Quando la Sicilia appartiene al mondo arabo, gli arabi economicamente introdussero un nuovo sistema dell’agricoltura, sostituendo la monocoltura del grano con la varietà delle coltivazioni da loro importate; riso, agrumi, cotone, canna da zucchero, palma dattilifera, grano duro, carrubbo, pistacchio, gelso, ortaggi, melanzane, spinaci, meloni, ecc. Erano maestri nello sfruttamento delle risorse idriche, sostituendo le coltivazioni con efficientissimi sistemi di irrigazione. Anche la Sicilia rienserita nella rete marittima di scambi commerciali, diviene il perno delle attività nel Mediterraneo ed assurge ad un ruolo dominante. Durante i 200 anni della loro dominazione essi portarono nell’isola la cultura, la poesia, le arti, le scienze orientali ed abbellirono il loro regno con i monumenti stupendi. Come affermava lo storico italiano, specializzato nello studio del Medioevo Antonio De Stefano:
«La cultura araba siciliana, sin dall’epoca degli emiri Kelbiti ( 948 ), aveva già raggiunto un prodigioso rigoglio. Erano fioriti gli studi di teologia e di giurisprudenza, di medicina, di astrologia e di meccanica, di grammatica, di filologia e di storia, ed era soprattutto fiorita la poesia. La maggior parte dei dotti e degli scienziati erano stati anche poeti»[4].

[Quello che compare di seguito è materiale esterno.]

//! The alias service: command sync into the store, and the attach hook.
//!
//! Command lifecycle events only queue the command name. The store is
//! rebuilt for every queued command in one [`AliasService::flush`], so a burst
//! of registrations is applied once, before the next message is resolved.

use log::{debug, error, info};

use crate::alias::{AliasRecord, AliasStore, Filter, Resolution, ResolveContext, Resolver};
use crate::config::{CommandAliasConfig, Config, GroupsConfig, PrefixMode};
use crate::error::{AliasError, ParseError, Result};
use crate::parse::{Argv, ParsedArgs};

/// A command that can own aliases.
pub trait AliasOwner {
    /// Canonical command name.
    fn name(&self) -> &str;
    /// Current alias configuration.
    fn alias_config(&self) -> &CommandAliasConfig;
    /// Parse an alias `source` string with this command's grammar.
    fn parse_source(&self, source: &str) -> std::result::Result<ParsedArgs, ParseError>;
}

/// Lookup of live commands by canonical name.
pub trait CommandLookup {
    type Command: AliasOwner;

    fn command(&self, name: &str) -> Option<&Self::Command>;
}

/// What the attach hook needs to know about the inbound message.
#[derive(Debug, Clone, Copy, Default)]
pub struct AttachContext<'a> {
    /// The prefix the message was addressed with; `None` if it had none.
    pub prefix: Option<&'a str>,
    /// Whether the bot was mentioned.
    pub appel: bool,
    pub is_direct: bool,
    pub resolve: ResolveContext<'a>,
}

#[derive(Debug)]
pub struct AliasService {
    groups: GroupsConfig,
    prefix_mode: PrefixMode,
    store: AliasStore,
    pending: Vec<String>,
}

impl AliasService {
    pub fn new(config: &Config) -> Self {
        Self {
            groups: config.groups.clone(),
            prefix_mode: config.settings.prefix_mode,
            store: AliasStore::new(),
            pending: Vec::new(),
        }
    }

    pub fn groups(&self) -> &GroupsConfig {
        &self.groups
    }

    /// Replace the group configuration. Stored aliases are unaffected.
    pub fn set_groups(&mut self, groups: GroupsConfig) {
        self.groups = groups;
    }

    pub fn set_prefix_mode(&mut self, mode: PrefixMode) {
        self.prefix_mode = mode;
    }

    pub fn store(&self) -> &AliasStore {
        &self.store
    }

    /// Commands queued for the next flush, in queue order.
    pub fn pending(&self) -> &[String] {
        &self.pending
    }

    /// Queue `command` for a rebuild of its aliases.
    pub fn sync(&mut self, command: &str) {
        if !self.pending.iter().any(|p| p == command) {
            self.pending.push(command.to_string());
        }
    }

    /// Queue a rebuild only if the alias-relevant configuration changed.
    /// Returns whether anything was queued.
    pub fn on_config_changed(
        &mut self,
        command: &str,
        old: &CommandAliasConfig,
        new: &CommandAliasConfig,
    ) -> bool {
        if old == new {
            debug!("alias config of {command:?} unchanged, skipping sync");
            return false;
        }
        self.sync(command);
        true
    }

    /// Drop every alias owned by a command that is going away.
    pub fn dispose(&mut self, command: &str) {
        self.pending.retain(|p| p != command);
        let removed = self.store.remove_owner(command);
        debug!("disposed {removed} alias(es) of {command:?}");
    }

    /// Rebuild the aliases of every queued command.
    ///
    /// Queued commands that no longer exist are skipped. A command whose
    /// alias `source` fails to parse is left with no aliases; the remaining
    /// commands are still applied and the first error is returned.
    pub fn flush<L: CommandLookup>(&mut self, lookup: &L) -> Result<usize> {
        let pending = std::mem::take(&mut self.pending);
        let mut applied = 0;
        let mut first_err = None;

        for name in pending {
            let Some(command) = lookup.command(&name) else {
                debug!("queued command {name:?} is gone, skipping");
                continue;
            };
            match build_records(command) {
                Ok(records) => {
                    debug!("synced {} alias(es) for {name:?}", records.len());
                    self.store.replace_owner(&name, records);
                    applied += 1;
                }
                Err(e) => {
                    error!("{e}");
                    self.store.remove_owner(&name);
                    first_err.get_or_insert(e);
                }
            }
        }

        match first_err {
            Some(e) => Err(e),
            None => Ok(applied),
        }
    }

    pub fn resolver(&self) -> Resolver<'_> {
        Resolver::new(&self.store, &self.groups)
    }

    pub fn resolve(&self, key: &str, ctx: &ResolveContext<'_>) -> Resolution<'_> {
        self.resolver().resolve(key, ctx)
    }

    pub fn get(&self, name: &str, ctx: &ResolveContext<'_>) -> Option<&AliasRecord> {
        self.resolver().get(name, ctx)
    }

    /// Rewrite `argv` through the longest matching alias prefix of its tokens.
    ///
    /// Does nothing if the host already picked a command or name, or if the
    /// message is an unaddressed root message under strict prefix policy.
    /// Returns whether an alias applied.
    pub fn attach(&self, argv: &mut Argv, ctx: &AttachContext<'_>) -> bool {
        if argv.command.is_some() || argv.name.is_some() {
            return false;
        }
        let strict = self.prefix_mode == PrefixMode::Strict || (!ctx.is_direct && !ctx.appel);
        if argv.root && ctx.prefix.is_none() && strict {
            return false;
        }

        let resolver = self.resolver();
        let mut segments: Vec<&str> = Vec::new();
        let mut resolved = None;
        let mut consumed = 0;

        for token in &argv.tokens {
            segments.push(&token.content);
            let Some(alias) = resolver.resolve(&segments.join("."), &ctx.resolve).alias else {
                break;
            };
            resolved = Some(alias);
            consumed += 1;
        }

        let Some(alias) = resolved else {
            return false;
        };

        argv.tokens.drain(..consumed);
        argv.command = Some(alias.command.clone());
        argv.args = alias.args.clone();
        argv.options = alias.options.clone();
        argv.alias = Some(alias.name.clone());
        info!(
            "alias {:?} -> {} (consumed {consumed} token(s))",
            alias.name, alias.command
        );
        true
    }
}

fn build_records<C: AliasOwner>(command: &C) -> Result<Vec<AliasRecord>> {
    let config = command.alias_config();
    config
        .aliases
        .iter()
        .map(|alias| {
            let parsed = match &alias.source {
                Some(raw) => command.parse_source(raw).map_err(|source| AliasError::Parse {
                    command: command.name().to_string(),
                    alias: alias.name.clone(),
                    source,
                })?,
                None => ParsedArgs::default(),
            };
            Ok(AliasRecord {
                name: alias.name.to_lowercase(),
                command: command.name().to_string(),
                source: alias.source.clone(),
                args: parsed.args,
                options: parsed.options,
                group: alias
                    .alias_group
                    .clone()
                    .or_else(|| config.default_alias_group.clone()),
                filter: alias.filter.clone().unwrap_or(Filter::Always),
            })
        })
        .collect()
}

La dominazione araba in Sicilia è solamente riconosciuta come tollerante perché le istituzioni isolane furono conservate ed i cristiani ebbero la facoltà di vivere secondo il proprio credo religioso e con gli stessi diritti di proprietà di cui godevano i musulmani. Pagavano più imposte e non potevano costruire nuove chiese, non potevano nemmeno suonare le campane delle chiese, o fare processioni, o leggere la bibbia, nelle vicinanze di un musulmano, ma nel complesso i nuovi dominatori erano aperti e tolleranti nei confronti della popolazione siciliana, di fede diversa. In ogni caso, non forzarono mai le cose al fine di far convertire all’islàm la popolazione siciliana.
Lo storico ed il medievista americano Lynn Townsend White osserva che i musulmani furono tolleranti con i cristiani (detti Dhimma), e non fecero nulla di concreto per impedire l’ascetismo dei monaci siciliani e la loro predicazione addirittura, egli nota che i rapporti tra basiliani e musulmani divennero «del tutto cordiali». Tanto che un poeta arabo. Ibn Hamdis del secolo XI, racconta che, quando egli era adolescente, i giovani musulmani di Siracusa erano soliti andare di notte in un monastero femminile per bere del buon vino vecchio offerto da un’anziana suora[5].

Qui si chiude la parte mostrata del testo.